=== Section Start ===

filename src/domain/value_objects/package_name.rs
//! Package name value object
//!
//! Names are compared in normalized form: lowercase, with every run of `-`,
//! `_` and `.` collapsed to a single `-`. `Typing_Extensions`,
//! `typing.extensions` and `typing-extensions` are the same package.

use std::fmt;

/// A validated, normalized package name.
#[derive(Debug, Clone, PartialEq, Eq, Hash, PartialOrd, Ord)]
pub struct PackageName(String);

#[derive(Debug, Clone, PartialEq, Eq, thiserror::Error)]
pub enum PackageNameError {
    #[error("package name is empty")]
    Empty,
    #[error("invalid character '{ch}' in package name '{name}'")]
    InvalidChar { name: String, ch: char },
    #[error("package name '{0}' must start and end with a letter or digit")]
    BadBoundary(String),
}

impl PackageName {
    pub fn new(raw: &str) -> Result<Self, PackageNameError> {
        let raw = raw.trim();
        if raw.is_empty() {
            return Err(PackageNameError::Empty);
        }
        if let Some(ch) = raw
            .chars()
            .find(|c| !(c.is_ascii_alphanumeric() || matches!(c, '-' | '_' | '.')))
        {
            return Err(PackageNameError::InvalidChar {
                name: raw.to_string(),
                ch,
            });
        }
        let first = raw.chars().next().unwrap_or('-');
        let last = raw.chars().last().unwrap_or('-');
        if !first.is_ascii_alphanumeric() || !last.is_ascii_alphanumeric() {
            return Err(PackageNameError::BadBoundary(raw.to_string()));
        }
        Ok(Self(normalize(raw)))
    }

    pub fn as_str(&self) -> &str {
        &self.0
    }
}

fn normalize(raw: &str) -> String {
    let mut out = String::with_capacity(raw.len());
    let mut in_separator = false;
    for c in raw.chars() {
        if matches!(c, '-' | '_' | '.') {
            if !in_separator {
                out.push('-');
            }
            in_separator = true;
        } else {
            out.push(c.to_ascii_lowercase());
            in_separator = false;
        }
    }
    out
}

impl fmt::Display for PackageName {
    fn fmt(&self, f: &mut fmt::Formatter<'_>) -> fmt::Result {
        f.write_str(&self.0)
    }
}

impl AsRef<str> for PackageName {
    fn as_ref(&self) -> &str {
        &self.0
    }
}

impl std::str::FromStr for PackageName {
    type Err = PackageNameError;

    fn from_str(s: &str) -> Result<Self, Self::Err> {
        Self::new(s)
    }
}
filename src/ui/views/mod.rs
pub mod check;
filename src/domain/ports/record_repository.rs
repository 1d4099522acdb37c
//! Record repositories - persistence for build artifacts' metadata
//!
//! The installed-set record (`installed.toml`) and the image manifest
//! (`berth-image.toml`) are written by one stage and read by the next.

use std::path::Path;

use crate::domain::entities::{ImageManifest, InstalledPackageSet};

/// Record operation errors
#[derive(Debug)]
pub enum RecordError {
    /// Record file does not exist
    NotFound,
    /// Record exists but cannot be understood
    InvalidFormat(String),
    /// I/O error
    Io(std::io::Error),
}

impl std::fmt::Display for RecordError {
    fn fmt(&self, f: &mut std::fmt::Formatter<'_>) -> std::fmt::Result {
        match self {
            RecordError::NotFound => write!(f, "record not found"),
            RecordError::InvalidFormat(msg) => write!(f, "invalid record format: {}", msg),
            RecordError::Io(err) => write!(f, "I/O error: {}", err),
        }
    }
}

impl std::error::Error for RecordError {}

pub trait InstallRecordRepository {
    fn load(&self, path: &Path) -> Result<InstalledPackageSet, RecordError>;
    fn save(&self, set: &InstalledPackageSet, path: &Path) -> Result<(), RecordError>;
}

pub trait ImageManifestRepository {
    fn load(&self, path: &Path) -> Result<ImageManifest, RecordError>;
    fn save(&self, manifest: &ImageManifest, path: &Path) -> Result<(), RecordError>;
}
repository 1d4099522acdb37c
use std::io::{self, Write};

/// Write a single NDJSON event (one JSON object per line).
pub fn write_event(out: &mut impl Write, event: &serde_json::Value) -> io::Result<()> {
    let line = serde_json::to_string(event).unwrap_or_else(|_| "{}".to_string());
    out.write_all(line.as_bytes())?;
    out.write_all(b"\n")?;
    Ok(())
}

=== Section End ===

* **Task**
Would you reproduce the material above exactly as it reads?

* **Answer to this exercise**
filename src/domain/value_objects/package_name.rs
//! Package name value object
//!
//! Names are compared in normalized form: lowercase, with every run of `-`,
//! `_` and `.` collapsed to a single `-`. `Typing_Extensions`,
//! `typing.extensions` and `typing-extensions` are the same package.

use std::fmt;

/// A validated, normalized package name.
#[derive(Debug, Clone, PartialEq, Eq, Hash, PartialOrd, Ord)]
pub struct PackageName(String);

#[derive(Debug, Clone, PartialEq, Eq, thiserror::Error)]
pub enum PackageNameError {
    #[error("package name is empty")]
    Empty,
    #[error("invalid character '{ch}' in package name '{name}'")]
    InvalidChar { name: String, ch: char },
    #[error("package name '{0}' must start and end with a letter or digit")]
    BadBoundary(String),
}

impl PackageName {
    pub fn new(raw: &str) -> Result<Self, PackageNameError> {
        let raw = raw.trim();
        if raw.is_empty() {
            return Err(PackageNameError::Empty);
        }
        if let Some(ch) = raw
            .chars()
            .find(|c| !(c.is_ascii_alphanumeric() || matches!(c, '-' | '_' | '.')))
        {
            return Err(PackageNameError::InvalidChar {
                name: raw.to_string(),
                ch,
            });
        }
        let first = raw.chars().next().unwrap_or('-');
        let last = raw.chars().last().unwrap_or('-');
        if !first.is_ascii_alphanumeric() || !last.is_ascii_alphanumeric() {
            return Err(PackageNameError::BadBoundary(raw.to_string()));
        }
        Ok(Self(normalize(raw)))
    }

    pub fn as_str(&self) -> &str {
        &self.0
    }
}

fn normalize(raw: &str) -> String {
    let mut out = String::with_capacity(raw.len());
    let mut in_separator = false;
    for c in raw.chars() {
        if matches!(c, '-' | '_' | '.') {
            if !in_separator {
                out.push('-');
            }
            in_separator = true;
        } else {
            out.push(c.to_ascii_lowercase());
            in_separator = false;
        }
    }
    out
}

impl fmt::Display for PackageName {
    fn fmt(&self, f: &mut fmt::Formatter<'_>) -> fmt::Result {
        f.write_str(&self.0)
    }
}

impl AsRef<str> for PackageName {
    fn as_ref(&self) -> &str {
        &self.0
    }
}

impl std::str::FromStr for PackageName {
    type Err = PackageNameError;

    fn from_str(s: &str) -> Result<Self, Self::Err> {
        Self::new(s)
    }
}
filename src/ui/views/mod.rs
pub mod check;
filename src/domain/ports/record_repository.rs
repository 1d4099522acdb37c
//! Record repositories - persistence for build artifacts' metadata
//!
//! The installed-set record (`installed.toml`) and the image manifest
//! (`berth-image.toml`) are written by one stage and read by the next.

use std::path::Path;

use crate::domain::entities::{ImageManifest, InstalledPackageSet};

/// Record operation errors
#[derive(Debug)]
pub enum RecordError {
    /// Record file does not exist
    NotFound,
    /// Record exists but cannot be understood
    InvalidFormat(String),
    /// I/O error
    Io(std::io::Error),
}

impl std::fmt::Display for RecordError {
    fn fmt(&self, f: &mut std::fmt::Formatter<'_>) -> std::fmt::Result {
        match self {
            RecordError::NotFound => write!(f, "record not found"),
            RecordError::InvalidFormat(msg) => write!(f, "invalid record format: {}", msg),
            RecordError::Io(err) => write!(f, "I/O error: {}", err),
        }
    }
}

impl std::error::Error for RecordError {}

pub trait InstallRecordRepository {
    fn load(&self, path: &Path) -> Result<InstalledPackageSet, RecordError>;
    fn save(&self, set: &InstalledPackageSet, path: &Path) -> Result<(), RecordError>;
}

pub trait ImageManifestRepository {
    fn load(&self, path: &Path) -> Result<ImageManifest, RecordError>;
    fn save(&self, manifest: &ImageManifest, path: &Path) -> Result<(), RecordError>;
}
repository 1d4099522acdb37c
use std::io::{self, Write};

/// Write a single NDJSON event (one JSON object per line).
pub fn write_event(out: &mut impl Write, event: &serde_json::Value) -> io::Result<()> {
    let line = serde_json::to_string(event).unwrap_or_else(|_| "{}".to_string());
    out.write_all(line.as_bytes())?;
    out.write_all(b"\n")?;
    Ok(())
}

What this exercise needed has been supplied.